I can't believe I'm still struggling with this after all these years
I'm working on a large prop and preparing to create the UVs, bake the base texture maps, and create the LODs. What I can't seem to figure out is the process of doing it. I'm using Houdini after switching from 3ds Max. The base model is pretty much done, and I intend to use UVLayout to make the UVs, and Substance Designer to bake and create the textures. So far so good.
But at this point I'm also trying to figure out how to set up the LODs. The thing is, automated LODs in UE4 work fine for at distance, but I still need one or two manual LODs for close up. The base model has quite a lot of tris and verts, as it's a Hero prop, so I intend to have at least one, maybe two, LODs that serves as the main in-game version. So I created LOD1 manually, which was a cinch with Houdini's workflow.

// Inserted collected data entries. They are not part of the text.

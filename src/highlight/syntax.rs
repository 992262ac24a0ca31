//! syntect-backed highlighter

use syntect::easy::HighlightLines;
use syntect::highlighting::{Color, FontStyle, Style, Theme, ThemeSet};
use syntect::parsing::{SyntaxReference, SyntaxSet};

use super::{
    container_class, plain_line, split_lines, strip_line_ending, Highlighted, HighlightedLine,
    HighlightedToken, Highlighter, StyleProps, LINE_CLASS, PLAIN_TOKEN_CLASS,
};

const CONTAINER_CLASS: &str = "highlight";
const TOKEN_CLASS: &str = "token";

/// Names of the bundled highlight themes
pub fn available_themes() -> Vec<String> {
    ThemeSet::load_defaults().themes.into_keys().collect()
}

/// Highlighter using syntect grammars and themes
pub struct SyntectHighlighter {
    syntax_set: SyntaxSet,
    theme: Theme,
}

impl SyntectHighlighter {
    /// Create a highlighter with one of the bundled themes
    ///
    /// Unknown theme names fall back to the first bundled theme.
    pub fn new(theme_name: &str) -> Self {
        let mut theme_set = ThemeSet::load_defaults();
        let theme = match theme_set.themes.remove(theme_name) {
            Some(theme) => theme,
            None => {
                tracing::warn!("Unknown highlight theme {:?}, using default", theme_name);
                theme_set
                    .themes
                    .into_values()
                    .next()
                    .unwrap_or_default()
            }
        };

        Self {
            syntax_set: SyntaxSet::load_defaults_newlines(),
            theme,
        }
    }

    /// Look up a grammar by fence token, then by file extension
    fn find_syntax(&self, language: &str) -> Option<&SyntaxReference> {
        self.syntax_set
            .find_syntax_by_token(language)
            .or_else(|| self.syntax_set.find_syntax_by_extension(language))
    }

    fn container_props(&self, language: Option<&str>) -> StyleProps {
        let settings = &self.theme.settings;
        let declarations: Vec<String> = [
            settings.foreground.map(|c| format!("color:{}", hex(c))),
            settings.background.map(|c| format!("background-color:{}", hex(c))),
        ]
        .into_iter()
        .flatten()
        .collect();

        StyleProps {
            class_name: container_class(CONTAINER_CLASS, language),
            style: (!declarations.is_empty()).then(|| declarations.join(";")),
        }
    }
}

impl Default for SyntectHighlighter {
    fn default() -> Self {
        Self::new("base16-ocean.dark")
    }
}

impl Highlighter for SyntectHighlighter {
    fn highlight<'a>(&'a self, source: &'a str, language: Option<&'a str>) -> Highlighted<'a> {
        let props = self.container_props(language);

        let Some(syntax) = language.and_then(|lang| self.find_syntax(lang)) else {
            if let Some(lang) = language {
                tracing::debug!("No grammar for {:?}, rendering as plain text", lang);
            }
            return Highlighted {
                props,
                lines: Box::new(split_lines(source).map(plain_line)),
            };
        };

        let mut state = HighlightLines::new(syntax, &self.theme);
        let syntax_set = &self.syntax_set;
        let lines = split_lines(source).map(move |line| {
            match state.highlight_line(line, syntax_set) {
                Ok(ranges) => styled_line(&ranges),
                Err(e) => {
                    tracing::warn!("Highlighting failed, using plain text: {}", e);
                    plain_line(line)
                }
            }
        });

        Highlighted {
            props,
            lines: Box::new(lines),
        }
    }
}

fn styled_line(ranges: &[(Style, &str)]) -> HighlightedLine {
    let mut tokens: Vec<HighlightedToken> = ranges
        .iter()
        .filter_map(|(style, text)| {
            let content = strip_line_ending(text);
            (!content.is_empty()).then(|| HighlightedToken {
                content: content.to_string(),
                props: StyleProps {
                    class_name: TOKEN_CLASS.to_string(),
                    style: Some(token_style(style)),
                },
            })
        })
        .collect();

    // Blank lines still carry one token so every line renders alike
    if tokens.is_empty() {
        tokens.push(HighlightedToken {
            content: String::new(),
            props: StyleProps::class(PLAIN_TOKEN_CLASS),
        });
    }

    HighlightedLine {
        props: StyleProps::class(LINE_CLASS),
        tokens,
    }
}

fn token_style(style: &Style) -> String {
    let mut css = format!("color:{}", hex(style.foreground));
    if style.font_style.contains(FontStyle::BOLD) {
        css.push_str(";font-weight:bold");
    }
    if style.font_style.contains(FontStyle::ITALIC) {
        css.push_str(";font-style:italic");
    }
    if style.font_style.contains(FontStyle::UNDERLINE) {
        css.push_str(";text-decoration:underline");
    }
    css
}

fn hex(color: Color) -> String {
    format!("#{:02x}{:02x}{:02x}", color.r, color.g, color.b)
}

#[cfg(test)]
mod tests {
    use super::*;

    #[test]
    fn test_known_language_is_tokenized() {
        let highlighter = SyntectHighlighter::default();
        let out = highlighter.highlight("fn main() {}\nlet x = 1;", Some("rust"));
        assert_eq!(out.props.class_name, "highlight language-rust");
        assert!(out.props.style.as_deref().unwrap().contains("background-color:#"));

        let lines: Vec<_> = out.lines.collect();
        assert_eq!(lines.len(), 2);
        assert!(lines[0].tokens.len() > 1);

        let text: String = lines[0].tokens.iter().map(|t| t.content.as_str()).collect();
        assert_eq!(text, "fn main() {}");
        assert!(lines[0]
            .tokens
            .iter()
            .all(|t| t.props.style.as_deref().unwrap().starts_with("color:#")));
    }

    #[test]
    fn test_unknown_language_falls_back_to_plain() {
        let highlighter = SyntectHighlighter::default();
        let lines: Vec<_> = highlighter
            .highlight("a b c\nd", Some("no-such-language"))
            .lines
            .collect();
        assert_eq!(lines.len(), 2);
        assert_eq!(lines[0].tokens.len(), 1);
        assert_eq!(lines[0].tokens[0].content, "a b c");
        assert_eq!(lines[1].tokens[0].content, "d");
    }

    #[test]
    fn test_absent_language_single_token() {
        let highlighter = SyntectHighlighter::default();
        let out = highlighter.highlight("const x = 1;", None);
        assert_eq!(out.props.class_name, "highlight");

        let lines: Vec<_> = out.lines.collect();
        assert_eq!(lines.len(), 1);
        assert_eq!(lines[0].tokens.len(), 1);
        assert_eq!(lines[0].tokens[0].content, "const x = 1;");
    }

    #[test]
    fn test_blank_line_keeps_a_token() {
        let highlighter = SyntectHighlighter::default();
        let lines: Vec<_> = highlighter
            .highlight("let a = 1;\n\nlet b = 2;", Some("rs"))
            .lines
            .collect();
        assert_eq!(lines.len(), 3);
        assert_eq!(lines[1].tokens.len(), 1);
        assert_eq!(lines[1].tokens[0].content, "");
    }

    #[test]
    fn test_unknown_theme_falls_back() {
        let highlighter = SyntectHighlighter::new("does-not-exist");
        let lines: Vec<_> = highlighter.highlight("x", Some("rust")).lines.collect();
        assert_eq!(lines.len(), 1);
    }

    #[test]
    fn test_available_themes() {
        assert!(available_themes().contains(&"base16-ocean.dark".to_string()));
    }
}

But that's just the mesh itself. Anything I do to simplify the base LOD will either remove or ruin the UVs anyway. Making the UVs is one thing, but how can I make sure that the UVs of the manual LODs match the UVs of the base LOD? Just unwrapping each LOD the same way (same seams), and then flatten, move, and align the different islands to the UVs of the base LOD? Is that practical?
How do other artists create manual LODs and unwrap them?
Replies
I did pure LOD'ing for a year, and never had much of a problem apart from realising the edge I had just removed was a border in the UV's (resulting in stretching).
@Violet makes good points
I've built / supervised the building of thousands of AAA assets with multiple (up to 7) manual LODs and am confident in saying that the quality and efficiency of your LODs is determined almost entirely by the UV layout.
I generally give this advice to new starters etc..
Build a low LOD, UV it and follow that layout for the high one. ( You can shove the bits that aren't in the low off to one side)
This makes manual Lodding easy because you can simply tear geometry out without breaking UVs and also means autolodders can do a better job as they're not hamstrung by disparate UV layouts.
It also means your low LODs look good so you can bring them in earlier and make the game go fasterer
You will get shit and/or inefficient low LODs if you layout UVs based on the high LOD without planning for the structure of the low LOD.
Everything works better if you have the low lod in place before you start unwrapping.
Most of the problems you are trying to solve will simply disappear using this approach.
The main reason for using the low lod is to define the major seams - which you have identified.
Our priorities may differ a little -
My experience is that a player spends more of their time looking at medium and low LODs than they do high LODs - as such I tend to prioritise hiding lod transitions and maintaining quality in the middle of the lod chain over perfect, undistorted UVs on the higher LODs.
In terms of how I usually do it - I use the planar map gizmo on selected faces a lot and accept some distortion on bevels - using a constant sized mapping gizmo means texel density remains consistent so its easy to lay mapped sections over top of each other.
Any faces in the higher lod that are perpendicular or at steep angles to the planar gizmo get torn off and shoved into gaps where they fit - Ill try to overlap and reuse uv space on those as much as possible. Anything that significantly affects silhouette will be defined in the lower LOD so should already have some space allotted.
Mesh normals can be projected in the same way to minimise lighting artefacts during LOD transitions.
I also work on the assumption that texel density will be constant across all similar assets so I'm not trying to fill the page, I'm making things the right size and taking a guess at how much extra space I'll need for the extra bits of high LOD when I decide how big my map needs to be.